El joven andaluz, que toda su vida ambicionara el sacerdocio empurpurado con su sangre, la terminó con la rápida y enérgica respuesta de «¡Sufrir antes mil muertes!», dada a sus perseguidores, que le invitaban a renegar de la fe cristiana. Sus verdugos le dieron un pistoletazo. Antes de expirar pudo decir aún: «¡No traicionaré a mi Señor!». Suprema fidelidad de un alma que no había conocido otro anhelo en su vida.
El Beato Nicolás María de Jesús era el más joven de aquella falange de héroes; le faltaban dos meses para cumplir treinta años. Había nacido el 10 de septiembre de 1830. Los superiores habían puesto en él lo mismo que en su compañero, Beato Pedro Soler, grandes y justificadas esperanzas. El P. José María Ballester, Procurador general de Tierra Santa, en la relación que publicó pocos meses después del martirio, cierra el relato referente al Beato Nicolás María, exclamando: «¡Cuántas esperanzas se desvanecieron con aquella vida!».
Pero, en realidad, no se desvanecieron; aquellas esperanzas quedaron más que superadas con la generosa ofrenda que el mártir hiciera de su vida.
CONCLUSIÓN
Su madre no volvió a verlo más. Pero a cambio de este dolor ¡qué dicha no experimentaría aquella mujer fuerte que todo lo había dado a sus hijos y sus hijos a Dios! Entonces debió de recordar las palabras que le escribiera Nicolás María, que su ida a Palestina sería para ella motivo de consuelo. Dios quiso que lo recibiera tangiblemente con la capa usada por su hijo siendo Hermano del Hospital de Jesús, de Córdoba. Vale la pena recordar su historia por lo que entraña de providencial y simpático.
En los pocos días que permaneció el Beato en la ciudad del Turia se ganó la amistad de un comerciante valenciano. Ignoramos cómo surgiera la amistad. Pero sin duda que entraría por mucho el perfume de virtud que difundían en derredor suyo aquellos misioneros. «Los valencianos -escribe el Beato-, de vernos solamente con barba, aunque con trajes de clérigos seculares, quedan edificados y se conmueven, ya de alegría de ver religiosos, aunque disfrazados, ya de sentimiento por no poder vernos vestidos de nuestro sayal, y todos desean saber el día de nuestra partida para acompañarnos hasta el muelle».

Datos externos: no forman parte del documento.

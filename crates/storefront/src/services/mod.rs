//! Reconciling state containers for the cart and favorites.
//!
//! Both services own an in-memory view of their list, decide between the
//! local and remote store from the session state, and merge anonymous local
//! state into the remote store exactly once per sign-in.

pub mod cart;
pub mod favorites;

pub use cart::CartService;
pub use favorites::FavoritesService;

use std::collections::HashMap;
use std::sync::Arc;

use tokio::sync::{Mutex, OwnedMutexGuard};

use keyiflibox_core::{OwnerId, ProductId};

/// Per-key async locks serializing mutations on one `(owner, product)`
/// pair.
///
/// Two rapid mutations for the same product would otherwise race between
/// their store write and the reload that follows it; serializing per key
/// removes that race without coupling unrelated products or blocking reads.
pub(crate) struct KeyedLocks {
    locks: Mutex<HashMap<String, Arc<Mutex<()>>>>,
}

impl KeyedLocks {
    pub fn new() -> Self {
        Self {
            locks: Mutex::new(HashMap::new()),
        }
    }

    /// Acquire the lock for a key, creating it on first use.
    pub async fn acquire(&self, owner: &OwnerId, product_id: &ProductId) -> OwnedMutexGuard<()> {
        let key = format!("{}:{}", owner.as_str(), product_id.as_str());
        let lock = {
            let mut locks = self.locks.lock().await;
            Arc::clone(locks.entry(key).or_default())
        };
        lock.lock_owned().await
    }
}

#[cfg(test)]
mod tests {
    use super::*;

    #[tokio::test]
    async fn test_same_key_serializes() {
        let locks = KeyedLocks::new();
        let owner = OwnerId::anonymous();
        let product = ProductId::new("p-1");

        let guard = locks.acquire(&owner, &product).await;
        // A second acquire on the same key must not succeed while the first
        // guard is held.
        let second = tokio::time::timeout(
            std::time::Duration::from_millis(20),
            locks.acquire(&owner, &product),
        )
        .await;
        assert!(second.is_err());
        drop(guard);

        // Released: acquiring again succeeds.
        let _guard = locks.acquire(&owner, &product).await;
    }

    #[tokio::test]
    async fn test_different_keys_are_independent() {
        let locks = KeyedLocks::new();
        let owner = OwnerId::anonymous();

        let _a = locks.acquire(&owner, &ProductId::new("p-1")).await;
        // Must not block.
        let _b = locks.acquire(&owner, &ProductId::new("p-2")).await;
    }
}
#[cfg(test)]
#[allow(clippy::unwrap_used)]
mod tests {
    use super::*;
    use rust_decimal_macros::dec;

    use keyiflibox_storefront::catalog::{MemoryCatalog, ProductFilter};

    fn reader(csv_text: &str) -> csv::Reader<&[u8]> {
        csv::ReaderBuilder::new()
            .trim(csv::Trim::All)
            .from_reader(csv_text.as_bytes())
    }

    #[tokio::test]
    async fn test_activity_rows_insert() {
        let catalog = MemoryCatalog::new();
        let outcome = import_activities(
            &catalog,
            reader("activity_name\nKeşfet & Eğlen\nSpor & Macera\n"),
        )
        .await;

        assert_eq!(outcome.success, 2);
        assert_eq!(outcome.failed, 0);
        assert_eq!(catalog.activities().await.unwrap().len(), 2);
    }

    #[tokio::test]
    async fn test_missing_required_field_fails_only_that_row() {
        let catalog = MemoryCatalog::new();
        let outcome = import_activities(
            &catalog,
            reader("activity_name\nKeşfet & Eğlen\n\"\"\nSpor & Macera\n"),
        )
        .await;

        assert_eq!(outcome.success, 2);
        assert_eq!(outcome.failed, 1);
        assert_eq!(outcome.errors.len(), 1);
    }

    #[tokio::test]
    async fn test_category_requires_parent_activity_id() {
        let catalog = MemoryCatalog::new();
        let outcome = import_categories(
            &catalog,
            reader("activity_id,category_name\n,Tema ve Macera Parkları\n"),
        )
        .await;

        assert_eq!(outcome.success, 0);
        assert_eq!(outcome.failed, 1);
    }

    #[tokio::test]
    async fn test_product_insert_with_defaults() {
        let catalog = MemoryCatalog::new();
        let outcome = import_products(
            &catalog,
            reader("category_id,title,price,is_active\n1,Tandem Atlayış,4500,\n"),
        )
        .await;

        assert_eq!(outcome.success, 1);
        let products = catalog.products(&ProductFilter::default()).await.unwrap();
        let product = products.first().unwrap();
        assert_eq!(product.title, "Tandem Atlayış");
        assert_eq!(product.price.amount(), dec!(4500));
        assert!(product.is_active, "is_active defaults to true");
    }

    #[tokio::test]
    async fn test_product_unparseable_price_imports_as_zero() {
        let catalog = MemoryCatalog::new();
        let outcome = import_products(
            &catalog,
            reader("category_id,title,price\n1,Hamam,çok pahalı\n"),
        )
        .await;

        assert_eq!(outcome.success, 1);
        let products = catalog.products(&ProductFilter::default()).await.unwrap();
        assert!(products.first().unwrap().price.is_free());
    }

    #[tokio::test]
    async fn test_product_row_with_id_updates() {
        let catalog = MemoryCatalog::new();
        let outcome = import_products(
            &catalog,
            reader("category_id,title,price\n1,Rafting,300\n"),
        )
        .await;
        assert_eq!(outcome.success, 1);

        let products = catalog.products(&ProductFilter::default()).await.unwrap();
        let id = products.first().unwrap().id.clone();

        let csv_text = format!("id,category_id,title,price\n{id},1,Rafting Turu,350\n");
        let outcome = import_products(&catalog, reader(&csv_text)).await;
        assert_eq!(outcome.success, 1);

        let products = catalog.products(&ProductFilter::default()).await.unwrap();
        assert_eq!(products.len(), 1, "update must not create a second product");
        assert_eq!(products.first().unwrap().title, "Rafting Turu");
        assert_eq!(products.first().unwrap().price.amount(), dec!(350));
    }

    #[tokio::test]
    async fn test_product_update_unknown_id_is_reported() {
        let catalog = MemoryCatalog::new();
        let outcome = import_products(
            &catalog,
            reader("id,category_id,title,price\nno-such-id,1,Rafting,300\n"),
        )
        .await;

        assert_eq!(outcome.success, 0);
        assert_eq!(outcome.failed, 1);
        assert!(outcome.errors.first().unwrap().contains("Rafting"));
    }

    #[tokio::test]
    async fn test_extra_template_columns_are_ignored() {
        let catalog = MemoryCatalog::new();
        let outcome = import_categories(
            &catalog,
            reader("activity_id,activity_name,category_name\na-1,Keşfet & Eğlen,Tema ve Macera Parkları\n"),
        )
        .await;

        assert_eq!(outcome.success, 1);
        assert_eq!(catalog.categories().await.unwrap().len(), 1);
    }

    #[test]
    fn test_is_active_parsing() {
        assert!(parse_is_active(None));
        assert!(parse_is_active(Some("")));
        assert!(parse_is_active(Some("true")));
        assert!(!parse_is_active(Some("false")));
        assert!(!parse_is_active(Some("FALSE")));
        assert!(!parse_is_active(Some("0")));
    }
}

Dando una prueba más de amor a los pobres, a los que sirviera siempre con tanta caridad, el P. Nicolás María entrega a su amigo la capa de Hermano de Jesús, que todavía conserva para que, vendiéndola, repartiera el producto a los menesterosos. Pero el comerciante había formado tal opinión de la virtud del religioso que pidió a un sastre que la apreciara y se la guardo, distribuyendo su valor a los pobres. Al saber la gloriosa muerte de su amigo creyó su deber enviar la capa -ya reliquia- a la afligida pero venturosa madre del Beato, contándole lo sucedido.
Otro consuelo trajo a su madre la amistad del Beato con el anónimo comerciante valenciano. Nicolás María se había preocupado de la suerte de sus hermanos, en especial de la de su hermano menor Francisco Javier, a quien ya conocemos. No podía cursar la carrera sacerdotal por la misma carencia de recursos económicos que había entorpecido la del Beato. Éste había contado a su madre las delicadas atenciones recibidas de su amigo, encareciéndole se pusiera en relación con él «por si algún día necesitaba de su apoyo». Ahora, recordando la madre la recomendación del hijo, expuso al señor valenciano su necesidad, en tan buena hora que el mencionado señor resultó ser primo del obispo de Córdoba, señor Alburquerque. El señor Obispo tomó a Francisco Javier bajo su protección, con lo que pudo hacer la carrera eclesiástica.